For most of us, we need our money to last for decades, not months, so balancing safety with growth is essential. With that being said, here are some things Greenspring is recommending or doing right now:
A portfolio rebalances– We don’t know when the bottom will come, but rebalancing into some of the worst-performing asset classes (buying low) can work to your advantage over time. Greenspring is monitoring every client portfolio and doing this when it is advantageous.
Tax-loss harvest– If you have an investment worth less than what you paid for it, you can sell it and reinvest the proceeds into a similar investment. By doing this, you maintain exposure to the asset class AND realize a loss for tax purposes. This can be used to offset income (up to $3,000) and future capital gains you may realize in the future.

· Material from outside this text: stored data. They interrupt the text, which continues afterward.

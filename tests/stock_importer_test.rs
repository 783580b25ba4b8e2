// ==========================================
// 库存导入器集成测试
// ==========================================
// 覆盖: 内存工作表 / CSV 文件 / xlsx 文件三种入口
// ==========================================

use rust_xlsxwriter::Workbook;
use tempfile::NamedTempFile;
use tire_stock_sender::config::ParserConfig;
use tire_stock_sender::domain::Season;
use tire_stock_sender::importer::{ImportError, MemorySheetReader, StockImporter};

use test_helpers::{header_rows, numbered, sample_sheet, stock_cells, write_csv_fixture};

#[test]
fn test_pirelli_winter_row_is_normalized() {
    let importer = StockImporter::default();
    let mut rows = header_rows();
    rows.push(stock_cells(
        "Tire X",
        "PIRELLI ЗИМА*",
        "1234",
        "5678",
        "205/55R16",
        "10",
        "2 581,00",
    ));

    let outcome = importer.run(&numbered(rows)).unwrap();

    assert_eq!(outcome.stats.valid_rows, 1);
    let record = &outcome.all_items[0];
    assert_eq!(record.row_number, 12);
    assert_eq!(record.clean_brand, "PIRELLI");
    assert_eq!(record.season, Season::Winter);
    assert!(record.is_vendor_eligible);
    assert_eq!(record.quantity, 10);
    assert!((record.unit_price - 2581.0).abs() < f64::EPSILON);
    assert_eq!(outcome.vendor_items.len(), 1);
}

#[test]
fn test_missing_internal_code_excluded_everywhere() {
    let importer = StockImporter::default();
    let mut rows = header_rows();
    rows.push(stock_cells("Tire Y", "Pirelli", "", "5678", "205/55R16", "3", "100"));

    let outcome = importer.run(&numbered(rows)).unwrap();

    assert_eq!(outcome.stats.invalid_rows, 1);
    assert_eq!(outcome.stats.total_rows, 1);
    assert!(outcome.all_items.is_empty());
    assert!(outcome.vendor_items.is_empty());
    assert!(outcome.stats.diagnostics[0].reason.contains("internal code"));
    assert_eq!(outcome.stats.diagnostics[0].row_number, 12);
}

#[test]
fn test_hundred_rows_three_vendor_eligible() {
    let importer = StockImporter::default();
    let mut rows = header_rows();
    for i in 0..100 {
        let code = format!("{}", 1000 + i);
        let (brand, sku, qty) = match i {
            // 三条可上报
            3 | 50 | 97 => ("Pirelli лето", "777", "5"),
            // 供应商品牌但数量为 0
            10 => ("Pirelli", "778", "0"),
            // 供应商品牌但无厂商编码
            20 => ("Formula", "", "2"),
            _ => ("Nokian", "", "1"),
        };
        rows.push(stock_cells("Шина", brand, &code, sku, "205/55R16", qty, "10"));
    }

    let outcome = importer.run(&numbered(rows)).unwrap();

    assert_eq!(outcome.stats.total_rows, 100);
    assert_eq!(outcome.stats.valid_rows, 100);
    assert_eq!(outcome.all_items.len(), 100);
    assert_eq!(outcome.vendor_items.len(), 3);
    assert_eq!(outcome.stats.vendor_count, 3);
    assert!(outcome.vendor_items.iter().all(|r| r.is_exportable()));
}

#[test]
fn test_short_sheet_is_rejected() {
    let importer = StockImporter::default();
    let rows = numbered(header_rows()[..5].to_vec());

    let err = importer.run(&rows).unwrap_err();
    assert!(matches!(
        err,
        ImportError::InsufficientRows {
            required: 12,
            actual: 5
        }
    ));
}

#[test]
fn test_custom_start_row() {
    let config = ParserConfig {
        start_row: 2,
        ..ParserConfig::default()
    };
    let importer = StockImporter::new(config);

    let rows = numbered(vec![
        vec!["Наименование".to_string()],
        stock_cells("A", "Pirelli", "1", "2", "R16", "1", "1"),
    ]);
    let outcome = importer.run(&rows).unwrap();

    assert_eq!(outcome.stats.valid_rows, 1);
    assert_eq!(outcome.all_items[0].row_number, 2);
}

#[test]
fn test_memory_reader_sample_sheet() {
    let importer = StockImporter::default();
    let mut reader = MemorySheetReader::new().with_sheet("Остатки", sample_sheet());

    let outcome = importer.parse(&mut reader).unwrap();

    assert_eq!(outcome.stats.valid_rows, 3);
    assert_eq!(outcome.stats.invalid_rows, 1);
    assert_eq!(outcome.stats.vendor_count, 2);

    let formula = outcome
        .all_items
        .iter()
        .find(|r| r.internal_code == "2001")
        .unwrap();
    assert_eq!(formula.clean_brand, "Formula");
    assert_eq!(formula.season, Season::Summer);
    assert!(formula.is_year_old);

    let nokian = outcome
        .all_items
        .iter()
        .find(|r| r.internal_code == "4001")
        .unwrap();
    assert!(!nokian.is_vendor_eligible);
    assert!((nokian.unit_price - 9900.5).abs() < f64::EPSILON);
}

#[test]
fn test_import_csv_file() {
    let file = NamedTempFile::with_suffix(".csv").unwrap();
    write_csv_fixture(file.path(), &sample_sheet());

    let outcome = StockImporter::default()
        .import_file(file.path(), "остатки.csv")
        .unwrap();

    assert_eq!(outcome.original_file, "остатки.csv");
    assert_eq!(outcome.stats.valid_rows, 3);
    assert_eq!(outcome.stats.vendor_count, 2);
    assert!(outcome.key.ends_with("_processed.json"));
    assert!(!outcome.batch_id.is_empty());
}

#[test]
fn test_import_xlsx_file_with_numeric_cells() {
    let file = NamedTempFile::with_suffix(".xlsx").unwrap();

    let mut workbook = Workbook::new();
    let sheet = workbook.add_worksheet();
    for (r, row) in header_rows().iter().enumerate() {
        sheet.write_string(r as u32, 0, &row[0]).unwrap();
    }
    sheet.write_string(11, 0, "Pirelli Scorpion").unwrap();
    sheet.write_string(11, 1, "Pirelli лето").unwrap();
    sheet.write_number(11, 5, 1234.0).unwrap();
    sheet.write_number(11, 6, 5678.0).unwrap();
    sheet.write_string(11, 7, "235/60R18").unwrap();
    sheet.write_number(11, 8, 8.0).unwrap();
    sheet.write_number(11, 9, 12500.5).unwrap();
    workbook.save(file.path()).unwrap();

    let outcome = StockImporter::default()
        .import_file(file.path(), "stock.xlsx")
        .unwrap();

    assert_eq!(outcome.stats.valid_rows, 1);
    let record = &outcome.vendor_items[0];
    assert_eq!(record.internal_code, "1234");
    assert_eq!(record.vendor_sku, "5678");
    assert_eq!(record.quantity, 8);
    assert!((record.unit_price - 12500.5).abs() < f64::EPSILON);
}

#[test]
fn test_import_xlsx_skips_blank_and_footer_rows() {
    let file = NamedTempFile::with_suffix(".xlsx").unwrap();

    let mut workbook = Workbook::new();
    let sheet = workbook.add_worksheet();
    for (r, row) in header_rows().iter().enumerate() {
        sheet.write_string(r as u32, 0, &row[0]).unwrap();
    }
    sheet.write_string(11, 0, "Pirelli Cinturato").unwrap();
    sheet.write_string(11, 1, "Pirelli").unwrap();
    sheet.write_number(11, 5, 1234.0).unwrap();
    sheet.write_number(11, 6, 5678.0).unwrap();
    sheet.write_string(11, 7, "205/55R16").unwrap();
    sheet.write_number(11, 8, 8.0).unwrap();
    sheet.write_number(11, 9, 4500.0).unwrap();
    // 第 13 行留空，第 14 行为合计行（最后一列为空）
    sheet.write_string(13, 0, "Итого").unwrap();
    sheet.write_number(13, 8, 8.0).unwrap();
    workbook.save(file.path()).unwrap();

    let outcome = StockImporter::default()
        .import_file(file.path(), "stock.xlsx")
        .unwrap();

    assert_eq!(outcome.stats.total_rows, 1);
    assert_eq!(outcome.stats.valid_rows, 1);
    assert_eq!(outcome.stats.invalid_rows, 0);
    assert!(outcome.stats.diagnostics.is_empty());
    assert_eq!(outcome.all_items[0].row_number, 12);
}

#[test]
fn test_import_csv_with_blank_header_line() {
    let file = NamedTempFile::with_suffix(".csv").unwrap();

    // 第 2 行为空行，数据仍位于第 12 行
    let mut lines = vec!["Остатки на складе".to_string(), String::new()];
    for i in 3..=11 {
        lines.push(format!("Заголовок {}", i));
    }
    lines.push("Tire,Pirelli,,,,1234,5678,205/55R16,4,100".to_string());
    std::fs::write(file.path(), lines.join("\n") + "\n").unwrap();

    let outcome = StockImporter::default()
        .import_file(file.path(), "stock.csv")
        .unwrap();

    assert_eq!(outcome.stats.valid_rows, 1);
    assert_eq!(outcome.all_items[0].row_number, 12);
    assert_eq!(outcome.vendor_items.len(), 1);
}

#[test]
fn test_import_unsupported_extension() {
    let file = NamedTempFile::with_suffix(".txt").unwrap();
    let err = StockImporter::default()
        .import_file(file.path(), "x.txt")
        .unwrap_err();
    assert!(matches!(err, ImportError::UnsupportedFormat(_)));
}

Continue to dollar-cost average– If you contribute to a retirement plan or a taxable investment account via monthly contributions, you are now buying shares at much lower prices. One of the best strategies to recover from downturns is to continue to invest through it, thereby lowering your cost basis and time to recover.
Revisit your risk tolerance, and your financial plan- There are two questions to consider. First, can you handle the volatility your portfolio is experiencing right now? And second, do the current changes in value impact your financial plan? Greenspring is prepared to help if you are unsure of the answer.
Consider refinancing– Because of the flight towards safety, interest rates have plummeted to all-time lows. If you have a high-interest rate debt or a mortgage, it may be worth reviewing your current rate versus what is available today. Again, please contact us if you’d like us to analyze your options.
Finally, this is not the first pandemic we have experienced, and it likely won’t be the last. In every prior case, the market has experienced disruption, then gone on to perform higher highs. It isn’t easy to see how this event will be different. The numbers may change, and it may be more or less severe than prior episodes, but the world is not ending. Humans will continue to innovate, making life better in the future with new goods and services we can’t even imagine today. That also means, over the long term, companies will generate wealth for their owners. When we look at the stock market (S&P 500), $1 invested in 1926 has grown to over $7,000 through 2019. We experienced a great depression, high inflation, multiple wars, countless economic and political scandals, and the occasional pandemic during this period. We continue to believe staying the course for long-term investors is the best strategy.